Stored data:
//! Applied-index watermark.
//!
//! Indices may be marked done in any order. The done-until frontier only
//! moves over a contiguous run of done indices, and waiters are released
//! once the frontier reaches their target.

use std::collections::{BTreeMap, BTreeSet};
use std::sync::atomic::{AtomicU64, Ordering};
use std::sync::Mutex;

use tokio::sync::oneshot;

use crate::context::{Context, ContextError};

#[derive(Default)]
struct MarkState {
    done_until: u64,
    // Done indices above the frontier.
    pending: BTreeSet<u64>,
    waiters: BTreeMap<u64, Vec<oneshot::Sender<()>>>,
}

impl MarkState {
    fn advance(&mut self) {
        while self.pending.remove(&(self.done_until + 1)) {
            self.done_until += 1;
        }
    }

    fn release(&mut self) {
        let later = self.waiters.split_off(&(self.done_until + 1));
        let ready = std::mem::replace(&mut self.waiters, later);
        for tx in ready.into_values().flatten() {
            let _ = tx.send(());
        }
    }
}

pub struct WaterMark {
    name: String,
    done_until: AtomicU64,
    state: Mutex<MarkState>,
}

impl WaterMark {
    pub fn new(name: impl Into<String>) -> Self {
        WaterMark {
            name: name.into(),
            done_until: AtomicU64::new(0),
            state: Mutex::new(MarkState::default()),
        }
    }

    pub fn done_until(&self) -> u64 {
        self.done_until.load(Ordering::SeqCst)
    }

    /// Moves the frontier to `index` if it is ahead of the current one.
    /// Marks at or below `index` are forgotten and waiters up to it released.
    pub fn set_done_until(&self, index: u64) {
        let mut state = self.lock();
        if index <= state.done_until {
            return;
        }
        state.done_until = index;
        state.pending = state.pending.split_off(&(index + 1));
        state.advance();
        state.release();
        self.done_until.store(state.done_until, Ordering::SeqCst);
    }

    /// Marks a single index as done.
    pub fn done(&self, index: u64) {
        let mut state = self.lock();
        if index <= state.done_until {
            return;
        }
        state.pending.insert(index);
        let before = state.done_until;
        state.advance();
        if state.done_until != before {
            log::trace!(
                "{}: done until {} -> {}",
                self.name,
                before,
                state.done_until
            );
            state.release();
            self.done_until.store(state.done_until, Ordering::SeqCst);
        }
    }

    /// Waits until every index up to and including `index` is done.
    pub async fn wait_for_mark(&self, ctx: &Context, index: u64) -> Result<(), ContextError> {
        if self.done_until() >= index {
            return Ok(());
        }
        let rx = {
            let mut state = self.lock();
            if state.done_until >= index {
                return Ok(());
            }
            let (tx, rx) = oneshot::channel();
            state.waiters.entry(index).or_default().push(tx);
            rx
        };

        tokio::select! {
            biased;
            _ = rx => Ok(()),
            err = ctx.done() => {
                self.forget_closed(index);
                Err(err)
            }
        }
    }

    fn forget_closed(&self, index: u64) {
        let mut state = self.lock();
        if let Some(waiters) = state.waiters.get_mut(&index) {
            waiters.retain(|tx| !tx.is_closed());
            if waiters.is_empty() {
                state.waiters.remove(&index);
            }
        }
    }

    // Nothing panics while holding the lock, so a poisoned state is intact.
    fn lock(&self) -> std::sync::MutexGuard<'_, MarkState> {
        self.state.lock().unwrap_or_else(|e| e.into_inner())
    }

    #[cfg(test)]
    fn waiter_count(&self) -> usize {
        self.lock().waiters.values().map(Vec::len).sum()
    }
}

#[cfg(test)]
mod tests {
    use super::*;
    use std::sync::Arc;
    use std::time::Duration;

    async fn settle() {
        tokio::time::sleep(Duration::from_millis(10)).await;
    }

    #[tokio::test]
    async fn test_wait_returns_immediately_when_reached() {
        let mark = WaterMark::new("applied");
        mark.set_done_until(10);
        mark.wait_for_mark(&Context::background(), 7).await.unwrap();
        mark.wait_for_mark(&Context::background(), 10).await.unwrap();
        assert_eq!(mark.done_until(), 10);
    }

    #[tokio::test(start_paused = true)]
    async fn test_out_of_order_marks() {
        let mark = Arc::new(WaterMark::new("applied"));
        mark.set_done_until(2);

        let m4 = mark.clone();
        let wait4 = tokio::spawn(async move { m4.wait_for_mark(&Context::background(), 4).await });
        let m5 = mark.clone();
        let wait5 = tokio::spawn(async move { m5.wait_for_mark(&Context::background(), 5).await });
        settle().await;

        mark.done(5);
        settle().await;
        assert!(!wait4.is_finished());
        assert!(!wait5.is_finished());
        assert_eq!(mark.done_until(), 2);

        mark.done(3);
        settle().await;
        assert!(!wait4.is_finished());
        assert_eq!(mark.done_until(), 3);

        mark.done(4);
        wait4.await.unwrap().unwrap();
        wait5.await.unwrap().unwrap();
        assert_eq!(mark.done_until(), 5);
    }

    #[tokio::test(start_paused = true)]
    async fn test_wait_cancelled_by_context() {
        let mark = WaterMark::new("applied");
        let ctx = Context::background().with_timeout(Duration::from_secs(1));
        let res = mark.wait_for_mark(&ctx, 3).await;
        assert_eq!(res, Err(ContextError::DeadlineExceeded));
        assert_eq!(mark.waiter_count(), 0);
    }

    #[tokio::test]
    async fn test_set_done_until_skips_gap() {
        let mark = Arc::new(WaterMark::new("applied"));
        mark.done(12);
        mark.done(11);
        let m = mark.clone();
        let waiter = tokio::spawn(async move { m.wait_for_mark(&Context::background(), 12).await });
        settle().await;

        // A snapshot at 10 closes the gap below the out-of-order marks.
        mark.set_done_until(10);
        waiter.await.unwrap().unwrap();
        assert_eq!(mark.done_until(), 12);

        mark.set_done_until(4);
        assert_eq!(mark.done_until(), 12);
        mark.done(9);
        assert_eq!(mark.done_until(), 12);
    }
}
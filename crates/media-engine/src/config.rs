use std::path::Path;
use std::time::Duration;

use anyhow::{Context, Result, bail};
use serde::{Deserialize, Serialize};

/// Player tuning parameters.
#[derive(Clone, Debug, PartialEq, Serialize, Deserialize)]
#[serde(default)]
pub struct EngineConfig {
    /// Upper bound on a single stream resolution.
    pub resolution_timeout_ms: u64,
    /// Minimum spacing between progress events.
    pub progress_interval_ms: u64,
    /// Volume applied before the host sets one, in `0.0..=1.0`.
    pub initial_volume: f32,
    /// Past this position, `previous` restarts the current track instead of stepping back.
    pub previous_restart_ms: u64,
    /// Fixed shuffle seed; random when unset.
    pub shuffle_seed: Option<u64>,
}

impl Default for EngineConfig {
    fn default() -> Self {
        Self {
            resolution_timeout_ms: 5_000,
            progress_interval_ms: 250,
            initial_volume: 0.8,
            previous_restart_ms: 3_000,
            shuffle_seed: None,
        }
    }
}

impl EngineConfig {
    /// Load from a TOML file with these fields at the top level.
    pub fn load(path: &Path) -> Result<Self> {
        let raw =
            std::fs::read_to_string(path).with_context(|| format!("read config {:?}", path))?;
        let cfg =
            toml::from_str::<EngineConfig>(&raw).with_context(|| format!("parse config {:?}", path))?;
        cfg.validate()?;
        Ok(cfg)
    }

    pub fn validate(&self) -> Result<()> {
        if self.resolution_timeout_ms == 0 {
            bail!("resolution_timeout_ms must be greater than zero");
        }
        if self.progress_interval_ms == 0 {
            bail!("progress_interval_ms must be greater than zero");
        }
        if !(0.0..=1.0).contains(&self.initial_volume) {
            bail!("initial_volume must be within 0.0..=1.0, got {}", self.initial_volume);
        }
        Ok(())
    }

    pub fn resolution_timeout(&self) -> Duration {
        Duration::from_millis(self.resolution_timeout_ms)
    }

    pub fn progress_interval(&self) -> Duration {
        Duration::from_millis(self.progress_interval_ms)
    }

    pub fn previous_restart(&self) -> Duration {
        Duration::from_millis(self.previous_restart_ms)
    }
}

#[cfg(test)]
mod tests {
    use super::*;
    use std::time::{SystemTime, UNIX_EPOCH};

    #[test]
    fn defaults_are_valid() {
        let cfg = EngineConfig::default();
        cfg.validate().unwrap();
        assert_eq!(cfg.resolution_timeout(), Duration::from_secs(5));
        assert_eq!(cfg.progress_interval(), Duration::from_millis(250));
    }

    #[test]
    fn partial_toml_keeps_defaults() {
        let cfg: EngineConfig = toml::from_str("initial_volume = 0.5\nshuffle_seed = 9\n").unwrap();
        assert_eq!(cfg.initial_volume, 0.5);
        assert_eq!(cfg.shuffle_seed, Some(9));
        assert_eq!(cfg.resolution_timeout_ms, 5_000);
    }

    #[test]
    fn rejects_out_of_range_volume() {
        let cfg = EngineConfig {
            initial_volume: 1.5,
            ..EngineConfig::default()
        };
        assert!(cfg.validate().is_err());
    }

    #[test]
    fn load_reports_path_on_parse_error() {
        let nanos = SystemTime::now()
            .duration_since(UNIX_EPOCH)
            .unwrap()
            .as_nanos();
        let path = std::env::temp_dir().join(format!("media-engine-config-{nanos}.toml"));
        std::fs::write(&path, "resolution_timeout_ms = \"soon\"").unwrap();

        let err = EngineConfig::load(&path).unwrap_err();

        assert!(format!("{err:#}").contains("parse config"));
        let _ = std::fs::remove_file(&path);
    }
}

--

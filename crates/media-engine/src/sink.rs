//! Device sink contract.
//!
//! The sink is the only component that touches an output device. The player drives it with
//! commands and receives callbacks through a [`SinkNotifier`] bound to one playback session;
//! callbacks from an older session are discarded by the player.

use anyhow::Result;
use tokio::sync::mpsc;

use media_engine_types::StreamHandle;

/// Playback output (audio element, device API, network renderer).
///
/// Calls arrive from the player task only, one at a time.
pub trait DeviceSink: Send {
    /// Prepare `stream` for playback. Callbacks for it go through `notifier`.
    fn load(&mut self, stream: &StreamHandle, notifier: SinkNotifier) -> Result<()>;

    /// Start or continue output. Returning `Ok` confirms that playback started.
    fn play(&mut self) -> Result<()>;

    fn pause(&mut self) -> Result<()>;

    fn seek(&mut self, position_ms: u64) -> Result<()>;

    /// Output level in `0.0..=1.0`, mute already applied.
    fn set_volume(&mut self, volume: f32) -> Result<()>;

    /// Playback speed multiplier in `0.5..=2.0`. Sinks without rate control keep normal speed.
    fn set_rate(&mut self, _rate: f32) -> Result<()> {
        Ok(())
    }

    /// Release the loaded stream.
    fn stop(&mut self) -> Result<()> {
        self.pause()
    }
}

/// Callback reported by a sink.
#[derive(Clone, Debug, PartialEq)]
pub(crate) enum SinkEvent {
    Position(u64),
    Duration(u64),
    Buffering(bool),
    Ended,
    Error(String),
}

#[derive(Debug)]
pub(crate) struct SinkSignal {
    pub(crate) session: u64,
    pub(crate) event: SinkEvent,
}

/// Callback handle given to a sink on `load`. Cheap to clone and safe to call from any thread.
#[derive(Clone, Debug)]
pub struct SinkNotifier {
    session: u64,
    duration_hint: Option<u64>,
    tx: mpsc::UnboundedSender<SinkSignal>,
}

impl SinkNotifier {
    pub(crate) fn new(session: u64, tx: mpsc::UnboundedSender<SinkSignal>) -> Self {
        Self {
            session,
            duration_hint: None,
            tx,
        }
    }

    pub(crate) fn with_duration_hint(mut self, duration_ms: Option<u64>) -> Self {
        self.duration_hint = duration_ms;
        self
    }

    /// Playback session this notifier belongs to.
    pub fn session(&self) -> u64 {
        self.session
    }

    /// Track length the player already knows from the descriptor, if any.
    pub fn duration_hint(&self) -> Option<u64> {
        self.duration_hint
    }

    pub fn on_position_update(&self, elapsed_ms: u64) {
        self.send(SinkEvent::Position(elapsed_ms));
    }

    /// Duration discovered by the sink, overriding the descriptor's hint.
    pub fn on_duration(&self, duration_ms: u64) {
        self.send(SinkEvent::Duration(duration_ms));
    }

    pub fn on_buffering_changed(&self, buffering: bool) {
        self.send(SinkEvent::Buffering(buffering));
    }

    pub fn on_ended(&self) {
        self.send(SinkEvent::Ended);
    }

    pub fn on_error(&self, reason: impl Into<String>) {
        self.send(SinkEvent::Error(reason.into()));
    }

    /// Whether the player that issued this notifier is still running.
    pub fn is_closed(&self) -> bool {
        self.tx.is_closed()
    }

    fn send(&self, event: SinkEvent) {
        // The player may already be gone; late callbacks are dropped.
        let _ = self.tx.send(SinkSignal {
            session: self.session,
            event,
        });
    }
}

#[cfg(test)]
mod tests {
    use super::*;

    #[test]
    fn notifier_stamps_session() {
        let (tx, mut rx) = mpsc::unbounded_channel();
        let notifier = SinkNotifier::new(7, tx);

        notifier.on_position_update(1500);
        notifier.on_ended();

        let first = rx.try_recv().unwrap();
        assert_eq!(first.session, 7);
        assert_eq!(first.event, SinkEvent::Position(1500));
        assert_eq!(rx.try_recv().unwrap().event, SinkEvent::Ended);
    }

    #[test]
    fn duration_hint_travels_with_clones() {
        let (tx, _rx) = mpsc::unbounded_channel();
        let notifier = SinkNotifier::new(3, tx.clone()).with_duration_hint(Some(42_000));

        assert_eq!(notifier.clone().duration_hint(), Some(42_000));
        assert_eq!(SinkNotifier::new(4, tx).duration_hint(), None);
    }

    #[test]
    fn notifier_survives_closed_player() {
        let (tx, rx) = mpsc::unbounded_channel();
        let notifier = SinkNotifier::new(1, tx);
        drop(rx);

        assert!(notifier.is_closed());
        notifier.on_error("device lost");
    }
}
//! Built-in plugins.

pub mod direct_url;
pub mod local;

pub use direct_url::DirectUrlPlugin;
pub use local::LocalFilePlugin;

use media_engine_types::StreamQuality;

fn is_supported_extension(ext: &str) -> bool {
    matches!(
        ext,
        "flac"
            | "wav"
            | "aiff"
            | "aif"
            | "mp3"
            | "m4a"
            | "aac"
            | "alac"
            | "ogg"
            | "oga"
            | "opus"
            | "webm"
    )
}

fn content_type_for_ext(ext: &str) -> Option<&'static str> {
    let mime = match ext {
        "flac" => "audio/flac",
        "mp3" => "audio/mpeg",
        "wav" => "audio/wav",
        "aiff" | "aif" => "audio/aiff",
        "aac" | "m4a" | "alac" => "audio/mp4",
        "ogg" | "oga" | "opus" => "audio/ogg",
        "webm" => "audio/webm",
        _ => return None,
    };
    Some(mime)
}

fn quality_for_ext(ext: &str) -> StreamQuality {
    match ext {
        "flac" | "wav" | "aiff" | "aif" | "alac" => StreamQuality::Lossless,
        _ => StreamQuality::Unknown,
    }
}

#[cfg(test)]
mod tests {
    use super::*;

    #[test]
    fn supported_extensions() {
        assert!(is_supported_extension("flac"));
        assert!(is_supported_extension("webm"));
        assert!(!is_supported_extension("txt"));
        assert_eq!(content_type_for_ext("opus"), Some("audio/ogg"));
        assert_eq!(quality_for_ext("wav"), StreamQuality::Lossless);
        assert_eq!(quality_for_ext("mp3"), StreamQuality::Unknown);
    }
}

...

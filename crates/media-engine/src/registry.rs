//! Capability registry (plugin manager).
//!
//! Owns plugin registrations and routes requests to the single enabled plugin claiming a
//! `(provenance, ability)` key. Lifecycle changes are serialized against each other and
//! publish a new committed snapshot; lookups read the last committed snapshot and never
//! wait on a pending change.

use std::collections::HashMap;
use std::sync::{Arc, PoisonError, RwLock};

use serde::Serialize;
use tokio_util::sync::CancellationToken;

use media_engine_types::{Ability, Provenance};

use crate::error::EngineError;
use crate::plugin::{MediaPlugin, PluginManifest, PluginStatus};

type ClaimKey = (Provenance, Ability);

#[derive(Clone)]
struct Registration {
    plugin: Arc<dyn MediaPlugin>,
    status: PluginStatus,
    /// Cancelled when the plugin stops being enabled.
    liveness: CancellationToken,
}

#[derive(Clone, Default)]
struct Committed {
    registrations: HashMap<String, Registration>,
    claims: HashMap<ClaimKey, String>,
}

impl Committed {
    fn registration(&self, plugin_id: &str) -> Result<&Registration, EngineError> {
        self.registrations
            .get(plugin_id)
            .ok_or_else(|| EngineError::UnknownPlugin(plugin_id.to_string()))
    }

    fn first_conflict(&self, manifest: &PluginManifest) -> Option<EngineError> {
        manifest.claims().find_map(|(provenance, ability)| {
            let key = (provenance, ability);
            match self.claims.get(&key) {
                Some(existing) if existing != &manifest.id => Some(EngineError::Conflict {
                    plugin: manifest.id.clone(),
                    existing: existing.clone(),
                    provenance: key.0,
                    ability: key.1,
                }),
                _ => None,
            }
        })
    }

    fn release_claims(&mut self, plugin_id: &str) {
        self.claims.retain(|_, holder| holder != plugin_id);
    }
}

• REQUIRED WORK:
Return, with no change at all, every line in the entries above from the line containing "let wait5 = tokio::spawn(async" through the line containing "mark.set_done_until(4);".

• ANSWER SECTION:
        let wait5 = tokio::spawn(async move { m5.wait_for_mark(&Context::background(), 5).await });
        settle().await;

        mark.done(5);
        settle().await;
        assert!(!wait4.is_finished());
        assert!(!wait5.is_finished());
        assert_eq!(mark.done_until(), 2);

        mark.done(3);
        settle().await;
        assert!(!wait4.is_finished());
        assert_eq!(mark.done_until(), 3);

        mark.done(4);
        wait4.await.unwrap().unwrap();
        wait5.await.unwrap().unwrap();
        assert_eq!(mark.done_until(), 5);
    }

    #[tokio::test(start_paused = true)]
    async fn test_wait_cancelled_by_context() {
        let mark = WaterMark::new("applied");
        let ctx = Context::background().with_timeout(Duration::from_secs(1));
        let res = mark.wait_for_mark(&ctx, 3).await;
        assert_eq!(res, Err(ContextError::DeadlineExceeded));
        assert_eq!(mark.waiter_count(), 0);
    }

    #[tokio::test]
    async fn test_set_done_until_skips_gap() {
        let mark = Arc::new(WaterMark::new("applied"));
        mark.done(12);
        mark.done(11);
        let m = mark.clone();
        let waiter = tokio::spawn(async move { m.wait_for_mark(&Context::background(), 12).await });
        settle().await;

        // A snapshot at 10 closes the gap below the out-of-order marks.
        mark.set_done_until(10);
        waiter.await.unwrap().unwrap();
        assert_eq!(mark.done_until(), 12);

        mark.set_done_until(4);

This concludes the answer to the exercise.